7:45 organize teaching and PR materials for my trip to the US.
8:15 meet with this year's Galilee Fellows, R. and S., to agree on a work plan for the initial stage of our project in regional planning; the idea is to help schools (9-10th grades) do simulations of planning dilemmas as an interdisciplinary project in civics, environment, history, and geography. While I work on finding funding and recruiting pilot schools, R. and D. will research what teachers need to be taught in a preparatory inservice series to be able to carry out the project.
9:00 Last year's Fellows, M. and S., join us for a general staff meeting. We had hired a graduate student observer to document our Yodfat field day, so we devoted most of today's meeting to reviewing her notes and comments and discussing changes to be made when we do the same program for the other half of the seventh grade, next month. Once again, the uncomfortable dynamics of the interaction of the accompanying classroom teachers with us, the informal education "contractor," is a focus of our conversation. M. raises the question of her frustration with the group of Arab teens she works with each week in Sha'ab. She feels as though she is "spinning her wheels." We agree that we need to discuss - and help her reach closure - on a specific hierarchy of goals based on her documentation of last year's group, and create a formal work plan for the year. At our next meeting. Meanwhile she has two encounters already scheduled next week for this year's group, one with Australian Jewish teens, one with an adult group from a US synagogue.
11:15 meet with the two 10th grade coordinators at our local high school, to plan a full-day seminar we are contracting to provide for them in February, on challenges facing Israeli society. We keep suggesting to the school that we will train the teachers to carry out these programs on their own (similarly the Yodfat and Zippori programs for the seventh grade); but no one is buying, so again, we will do the program while they chaperone. There is a missed opportunity here, but I understand the difficulties of placing the burden on the teachers.
1:00 begin the last in a series of three inservice classes on "the varieties of Judaism" for the teachers in an elementary school in a development town near Haifa. Over twenty years ago the ministry of education introduced the possibility of some local initiative into what had been a highly centralized system. One result was the Tali network, (Tali is an acronym for intensified Jewish studies), which offers non-religious schools inservice training, curriculum materials, and enrichment programming in Jewish studies; it is now associated with the Conservative movement. This school has asked to be a part of this network, and my three lectures are a part of an ongoing training program. The teachers are all 30-something, dressed alike in jeans and knit tops; at 3:30 they all get up and leave to pick up their kids from day care. They are a fun group to teach; while it is not clear that they would be sitting here if they weren't required to be, they are willing to be engaged, and many are actually seriously thinking about their identities and the rationale for their own intuitive relationship to the tradition.

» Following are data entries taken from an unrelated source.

//! SPECFORGE Core - Entity Types
//!
//! Pure data structures shared by the storage, event log and validation
//! crates: typed identifiers, fragments, versions, events, projects,
//! validation findings, configuration and the error taxonomy.

pub mod config;
pub mod entities;
pub mod error;
pub mod event;
pub mod findings;
pub mod identity;
pub mod path;

pub use config::{AssertionStrategyKind, ForgeConfig};
pub use entities::{spec_hash_in, Event, Fragment, FragmentRevision, Project, Version};
pub use error::{
    ConfigError, EntityType, EventLogError, ForgeError, ForgeResult, StorageError, ToolError,
};
pub use event::{EventOrder, EventQuery, HeadChange};
pub use findings::{FindingKind, SourceLocation, ValidationFinding, ValidationResult};
pub use identity::{
    canonical_json, compute_content_hash, ContentHash, EntityIdType, EventId, FragmentId,
    ProjectId, SpecHash, Timestamp, VersionId,
};
pub use path::{normalize_fragment_path, DEFAULT_FRAGMENT_PATH};
//! Undo, redo and revert over a project's history.

use std::sync::Arc;

use proptest::prelude::*;
use serde_json::json;
use specforge_core::{EventId, Project, ProjectId};
use specforge_events::{
    EventBuilder, EventLog, EventLogExt, EventQuery, ProjectEventLog, FRAGMENT_CREATED,
    FRAGMENT_UPDATED,
};
use specforge_storage::{MockStorage, StorageTrait};

fn log_with_events(n: usize) -> (ProjectEventLog<MockStorage>, ProjectId, Vec<EventId>) {
    let storage = Arc::new(MockStorage::new());
    let project = Project::new("history");
    storage.project_insert(&project).unwrap();
    let log = ProjectEventLog::new(storage);

    let ids = (0..n)
        .map(|i| {
            let event_type = if i == 0 { FRAGMENT_CREATED } else { FRAGMENT_UPDATED };
            log.append_new(project.project_id, event_type, json!({"path": "a.cue", "n": i}))
                .unwrap()
                .event_id
        })
        .collect();
    (log, project.project_id, ids)
}

fn active_ids(log: &ProjectEventLog<MockStorage>, project_id: ProjectId) -> Vec<EventId> {
    log.active_events(project_id)
        .unwrap()
        .into_iter()
        .map(|e| e.event_id)
        .collect()
}

#[test]
fn undo_then_redo() {
    let (log, project_id, ids) = log_with_events(3);
    let (e1, e2, e3) = (ids[0], ids[1], ids[2]);

    let change = log.set_head(project_id, Some(e1)).unwrap();
    assert_eq!(change.head.map(|e| e.event_id), Some(e1));
    assert!(change.reactivated_event_ids.is_empty());
    assert_eq!(change.deactivated_event_ids, vec![e2, e3]);
    assert_eq!(active_ids(&log, project_id), vec![e1]);

    let change = log.set_head(project_id, Some(e3)).unwrap();
    assert_eq!(change.reactivated_event_ids, vec![e2, e3]);
    assert!(change.deactivated_event_ids.is_empty());
    assert_eq!(active_ids(&log, project_id), vec![e1, e2, e3]);
}

#[test]
fn revert_leaves_head_alone() {
    let (log, project_id, ids) = log_with_events(3);
    let (e1, e2, e3) = (ids[0], ids[1], ids[2]);
    log.set_head(project_id, Some(e1)).unwrap();
    log.set_head(project_id, Some(e3)).unwrap();

    let changed = log.revert_events(project_id, &[e2]).unwrap();
    assert_eq!(changed, vec![e2]);
    assert_eq!(active_ids(&log, project_id), vec![e1, e3]);
    assert_eq!(log.head(project_id).unwrap().map(|e| e.event_id), Some(e3));

    let all = log.list_events(project_id, &EventQuery::new()).unwrap();
    let reverted = all.iter().find(|e| e.event_id == e2).unwrap();
    assert!(!reverted.is_active);
    assert!(reverted.reverted_at.is_some());

    // Moving the head over a reverted event brings it back.
    log.set_head(project_id, Some(e3)).unwrap();
    let restored = log.storage().event_get(e2).unwrap().unwrap();
    assert!(restored.is_active);
    assert!(restored.reverted_at.is_none());
}

#[test]
fn backdated_event_stays_after_head() {
    let (log, project_id, ids) = log_with_events(1);
    let e1 = log.storage().event_get(ids[0]).unwrap().unwrap();

    let mut late = EventBuilder::new(project_id, FRAGMENT_UPDATED).build();
    late.created_at = e1.created_at - chrono::Duration::seconds(5);
    let e2 = log.append(late).unwrap();
    assert!(e2.created_at > e1.created_at);

    let change = log.set_head(project_id, Some(e1.event_id)).unwrap();
    assert_eq!(change.deactivated_event_ids, vec![e2.event_id]);
    for event in log.list_events(project_id, &EventQuery::new()).unwrap() {
        assert_eq!(event.is_active, event.created_at <= e1.created_at);
    }
}

#[test]
fn revert_with_foreign_id_changes_nothing() {
    let (log, project_id, ids) = log_with_events(2);
    let other = Project::new("other");
    log.storage().project_insert(&other).unwrap();
    let foreign = log
        .append_new(other.project_id, FRAGMENT_CREATED, json!({}))
        .unwrap();

    assert!(log
        .revert_events(project_id, &[ids[0], foreign.event_id])
        .is_err());
    assert_eq!(active_ids(&log, project_id), ids);
}

#[test]
fn list_events_query_options() {
    let (log, project_id, ids) = log_with_events(4);
    log.set_head(project_id, Some(ids[1])).unwrap();

    let newest = log
        .list_events(project_id, &EventQuery::new().newest_first().with_limit(2))
        .unwrap();
    let newest: Vec<EventId> = newest.into_iter().map(|e| e.event_id).collect();
    assert_eq!(newest, vec![ids[3], ids[2]]);

    let active = log
        .list_events(project_id, &EventQuery::new().active_only())
        .unwrap();
    assert_eq!(active.len(), 2);
}

proptest! {
    #![proptest_config(ProptestConfig::with_cases(32))]

    #[test]
    fn head_invariant_holds_after_any_move(
        n in 1usize..12,
        moves in prop::collection::vec(any::<prop::sample::Index>(), 1..6),
    ) {
        let (log, project_id, ids) = log_with_events(n);
        for pick in moves {
            let cut = pick.index(ids.len());
            log.set_head(project_id, Some(ids[cut])).unwrap();

            let events = log.list_events(project_id, &EventQuery::new()).unwrap();
            for (idx, event) in events.iter().enumerate() {
                prop_assert_eq!(event.is_active, idx <= cut);
            }
        }
    }

    #[test]
    fn revert_is_idempotent(
        n in 2usize..10,
        picks in prop::collection::vec(any::<prop::sample::Index>(), 1..5),
    ) {
        let (log, project_id, ids) = log_with_events(n);
        let head = ids[n - 1];
        log.set_head(project_id, Some(head)).unwrap();

        let chosen: Vec<EventId> = picks
            .iter()
            .map(|p| ids[p.index(n - 1)])
            .collect();
        log.revert_events(project_id, &chosen).unwrap();
        let first = log.list_events(project_id, &EventQuery::new()).unwrap();

        let changed = log.revert_events(project_id, &chosen).unwrap();
        prop_assert!(changed.is_empty());
        let second = log.list_events(project_id, &EventQuery::new()).unwrap();
        prop_assert_eq!(first, second);
        prop_assert_eq!(log.head(project_id).unwrap().map(|e| e.event_id), Some(head));
    }
}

One turns out to be a graduate of Leo Baeck, and admits that while she chose it simply because it was the best school in Haifa, she learned to understand and appreciate liberal Judaism in her years there.
4:30 back in the office, trying to clean off my desk.
5:00 home, packing for trip
6:00 leave for quick dinner with family at restaurant in Arab village enroute to Acco
7:15 board train for Tel Aviv
9:00 in Tel Aviv, on way to shuttle bus to the airport am accosted by a cabbie who informs me that the bus has been discontinued, but he will take me for a mere 80 shekels, a 10% discount. I take the bus (13 shekels).
9:45 the airport seems empty tonight...
11:00 ...but sure enough, my plane is full.
12:00 I notice an interesting trivium: On Continental Airlines flying to and from Israel, the safety instructions are read Hebrew, Arabic, and English; on El Al, there is no Arabic recording.